**Work to be completed**
Write out again each line of the material below, unchanged, from the first one to the line that holds "#[derive(Default)]".
----- Supplied material
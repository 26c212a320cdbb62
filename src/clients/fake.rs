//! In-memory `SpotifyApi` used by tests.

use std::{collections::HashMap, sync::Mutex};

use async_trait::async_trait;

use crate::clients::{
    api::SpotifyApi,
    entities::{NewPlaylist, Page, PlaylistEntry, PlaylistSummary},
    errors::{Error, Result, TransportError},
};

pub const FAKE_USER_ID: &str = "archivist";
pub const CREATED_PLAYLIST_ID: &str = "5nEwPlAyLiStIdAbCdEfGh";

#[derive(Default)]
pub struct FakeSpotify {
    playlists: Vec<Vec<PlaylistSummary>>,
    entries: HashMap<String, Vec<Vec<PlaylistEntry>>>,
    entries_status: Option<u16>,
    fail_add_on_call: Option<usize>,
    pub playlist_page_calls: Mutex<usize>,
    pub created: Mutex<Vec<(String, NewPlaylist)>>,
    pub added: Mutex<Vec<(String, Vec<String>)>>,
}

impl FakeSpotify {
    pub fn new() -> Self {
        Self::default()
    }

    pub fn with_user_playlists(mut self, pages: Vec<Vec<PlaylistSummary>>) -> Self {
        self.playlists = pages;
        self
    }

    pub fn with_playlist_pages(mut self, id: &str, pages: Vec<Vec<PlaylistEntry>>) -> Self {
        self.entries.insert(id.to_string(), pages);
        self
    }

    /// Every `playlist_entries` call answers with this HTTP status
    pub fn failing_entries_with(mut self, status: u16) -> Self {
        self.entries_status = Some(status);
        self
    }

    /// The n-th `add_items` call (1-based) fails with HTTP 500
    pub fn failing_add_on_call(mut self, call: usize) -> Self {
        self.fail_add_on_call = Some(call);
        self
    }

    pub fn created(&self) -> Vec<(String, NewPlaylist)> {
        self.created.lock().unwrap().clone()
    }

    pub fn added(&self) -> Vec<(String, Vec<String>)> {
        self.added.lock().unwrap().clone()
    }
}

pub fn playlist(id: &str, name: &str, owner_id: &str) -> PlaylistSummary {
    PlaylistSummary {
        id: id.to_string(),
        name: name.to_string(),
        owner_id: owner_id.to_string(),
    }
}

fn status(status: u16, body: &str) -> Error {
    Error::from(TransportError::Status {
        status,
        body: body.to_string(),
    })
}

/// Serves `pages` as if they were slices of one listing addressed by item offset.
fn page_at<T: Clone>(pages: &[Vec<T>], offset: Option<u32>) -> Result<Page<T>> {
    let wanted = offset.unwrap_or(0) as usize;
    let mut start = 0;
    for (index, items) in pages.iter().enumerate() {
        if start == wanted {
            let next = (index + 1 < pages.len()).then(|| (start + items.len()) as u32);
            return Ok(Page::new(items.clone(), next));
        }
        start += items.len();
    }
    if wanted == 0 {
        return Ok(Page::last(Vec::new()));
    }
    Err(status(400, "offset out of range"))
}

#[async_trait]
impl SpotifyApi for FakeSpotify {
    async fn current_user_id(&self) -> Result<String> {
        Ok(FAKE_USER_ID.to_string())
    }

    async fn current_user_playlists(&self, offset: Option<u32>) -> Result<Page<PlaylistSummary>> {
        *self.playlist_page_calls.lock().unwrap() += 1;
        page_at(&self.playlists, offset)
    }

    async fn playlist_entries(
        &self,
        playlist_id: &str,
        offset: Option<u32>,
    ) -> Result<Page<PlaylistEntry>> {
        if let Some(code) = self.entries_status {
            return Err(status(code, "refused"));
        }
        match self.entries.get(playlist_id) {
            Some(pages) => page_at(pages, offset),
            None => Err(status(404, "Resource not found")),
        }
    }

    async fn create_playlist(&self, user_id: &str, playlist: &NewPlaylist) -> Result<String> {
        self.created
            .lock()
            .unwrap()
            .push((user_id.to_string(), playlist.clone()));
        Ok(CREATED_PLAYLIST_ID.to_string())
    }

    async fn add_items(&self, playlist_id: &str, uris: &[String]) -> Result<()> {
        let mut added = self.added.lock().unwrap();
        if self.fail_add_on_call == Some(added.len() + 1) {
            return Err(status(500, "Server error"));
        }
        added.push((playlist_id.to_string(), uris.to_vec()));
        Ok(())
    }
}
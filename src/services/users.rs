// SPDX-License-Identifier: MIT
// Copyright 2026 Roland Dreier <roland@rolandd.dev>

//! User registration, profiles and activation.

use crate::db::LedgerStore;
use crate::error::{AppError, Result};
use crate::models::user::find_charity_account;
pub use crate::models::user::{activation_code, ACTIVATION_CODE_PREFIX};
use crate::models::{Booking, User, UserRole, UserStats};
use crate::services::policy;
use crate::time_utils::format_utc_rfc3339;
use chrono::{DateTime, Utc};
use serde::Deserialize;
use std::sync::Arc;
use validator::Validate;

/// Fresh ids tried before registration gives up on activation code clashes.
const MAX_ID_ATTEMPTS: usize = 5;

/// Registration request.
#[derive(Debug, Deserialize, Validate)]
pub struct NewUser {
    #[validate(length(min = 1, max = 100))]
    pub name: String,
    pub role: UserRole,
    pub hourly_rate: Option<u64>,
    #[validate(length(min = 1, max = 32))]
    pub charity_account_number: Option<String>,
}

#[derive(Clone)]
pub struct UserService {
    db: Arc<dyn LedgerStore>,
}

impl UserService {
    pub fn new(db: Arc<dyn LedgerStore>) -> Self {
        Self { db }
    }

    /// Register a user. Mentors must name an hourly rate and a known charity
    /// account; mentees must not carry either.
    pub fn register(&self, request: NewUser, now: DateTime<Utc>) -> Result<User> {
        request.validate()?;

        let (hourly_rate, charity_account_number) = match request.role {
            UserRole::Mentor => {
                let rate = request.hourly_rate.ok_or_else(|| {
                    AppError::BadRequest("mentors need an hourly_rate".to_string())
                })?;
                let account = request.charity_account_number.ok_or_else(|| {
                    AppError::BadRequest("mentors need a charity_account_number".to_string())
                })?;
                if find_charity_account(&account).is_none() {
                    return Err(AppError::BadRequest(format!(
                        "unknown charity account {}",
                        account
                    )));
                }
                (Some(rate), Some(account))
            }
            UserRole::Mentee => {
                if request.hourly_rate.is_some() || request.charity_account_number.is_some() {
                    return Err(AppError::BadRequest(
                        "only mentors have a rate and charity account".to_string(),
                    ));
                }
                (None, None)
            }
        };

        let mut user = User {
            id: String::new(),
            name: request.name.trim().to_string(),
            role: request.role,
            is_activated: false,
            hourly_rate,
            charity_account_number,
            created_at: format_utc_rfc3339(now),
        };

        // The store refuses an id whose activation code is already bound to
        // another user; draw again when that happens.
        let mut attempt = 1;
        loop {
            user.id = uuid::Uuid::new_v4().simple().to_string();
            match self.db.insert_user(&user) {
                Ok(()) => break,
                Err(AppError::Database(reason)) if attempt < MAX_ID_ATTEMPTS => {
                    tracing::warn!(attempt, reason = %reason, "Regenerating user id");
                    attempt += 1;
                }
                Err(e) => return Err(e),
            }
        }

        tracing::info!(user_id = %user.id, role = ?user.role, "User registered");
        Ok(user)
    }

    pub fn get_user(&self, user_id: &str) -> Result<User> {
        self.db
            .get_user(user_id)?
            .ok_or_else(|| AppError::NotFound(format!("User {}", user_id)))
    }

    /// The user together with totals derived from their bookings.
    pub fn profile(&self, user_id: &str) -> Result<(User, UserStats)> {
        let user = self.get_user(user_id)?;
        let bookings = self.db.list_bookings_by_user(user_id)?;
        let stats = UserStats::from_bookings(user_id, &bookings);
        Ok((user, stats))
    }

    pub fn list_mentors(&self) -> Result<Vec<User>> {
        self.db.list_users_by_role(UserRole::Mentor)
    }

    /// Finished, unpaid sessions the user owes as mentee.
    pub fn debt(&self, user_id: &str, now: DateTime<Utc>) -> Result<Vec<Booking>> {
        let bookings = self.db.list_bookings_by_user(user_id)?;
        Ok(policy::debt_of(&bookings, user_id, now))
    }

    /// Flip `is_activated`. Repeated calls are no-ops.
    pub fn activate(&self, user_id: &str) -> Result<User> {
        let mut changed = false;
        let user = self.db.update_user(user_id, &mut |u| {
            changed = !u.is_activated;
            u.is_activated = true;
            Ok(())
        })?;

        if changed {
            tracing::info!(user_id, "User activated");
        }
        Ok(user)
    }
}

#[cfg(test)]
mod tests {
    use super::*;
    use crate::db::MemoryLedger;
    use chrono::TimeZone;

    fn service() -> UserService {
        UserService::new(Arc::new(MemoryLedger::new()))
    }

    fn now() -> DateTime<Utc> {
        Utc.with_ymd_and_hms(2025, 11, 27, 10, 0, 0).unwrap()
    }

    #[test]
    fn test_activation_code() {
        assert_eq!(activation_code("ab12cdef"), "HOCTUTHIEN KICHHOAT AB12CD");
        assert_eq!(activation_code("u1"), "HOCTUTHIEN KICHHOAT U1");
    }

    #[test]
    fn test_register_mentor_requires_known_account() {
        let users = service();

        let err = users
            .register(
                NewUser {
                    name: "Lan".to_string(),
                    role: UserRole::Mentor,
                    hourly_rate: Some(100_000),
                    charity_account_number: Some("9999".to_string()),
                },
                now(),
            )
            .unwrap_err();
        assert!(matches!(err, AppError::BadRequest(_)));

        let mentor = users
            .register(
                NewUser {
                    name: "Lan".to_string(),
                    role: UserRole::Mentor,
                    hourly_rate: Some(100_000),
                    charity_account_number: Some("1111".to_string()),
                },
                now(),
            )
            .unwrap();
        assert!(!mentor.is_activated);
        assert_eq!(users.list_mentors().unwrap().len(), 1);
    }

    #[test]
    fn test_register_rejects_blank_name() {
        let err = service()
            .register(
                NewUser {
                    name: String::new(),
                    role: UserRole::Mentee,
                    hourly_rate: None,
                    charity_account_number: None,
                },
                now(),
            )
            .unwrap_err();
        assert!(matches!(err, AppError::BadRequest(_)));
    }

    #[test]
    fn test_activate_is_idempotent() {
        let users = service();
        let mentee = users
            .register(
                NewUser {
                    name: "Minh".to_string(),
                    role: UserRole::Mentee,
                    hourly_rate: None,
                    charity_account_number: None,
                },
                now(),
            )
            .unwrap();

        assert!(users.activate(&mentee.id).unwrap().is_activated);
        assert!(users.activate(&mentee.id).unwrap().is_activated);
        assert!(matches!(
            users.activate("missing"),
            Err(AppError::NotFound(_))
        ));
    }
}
----------
**Worked solution**
repository 26c212a320cdbb62
filename src/clients/fake.rs
//! In-memory `SpotifyApi` used by tests.

use std::{collections::HashMap, sync::Mutex};

use async_trait::async_trait;

use crate::clients::{
    api::SpotifyApi,
    entities::{NewPlaylist, Page, PlaylistEntry, PlaylistSummary},
    errors::{Error, Result, TransportError},
};

pub const FAKE_USER_ID: &str = "archivist";
pub const CREATED_PLAYLIST_ID: &str = "5nEwPlAyLiStIdAbCdEfGh";

#[derive(Default)]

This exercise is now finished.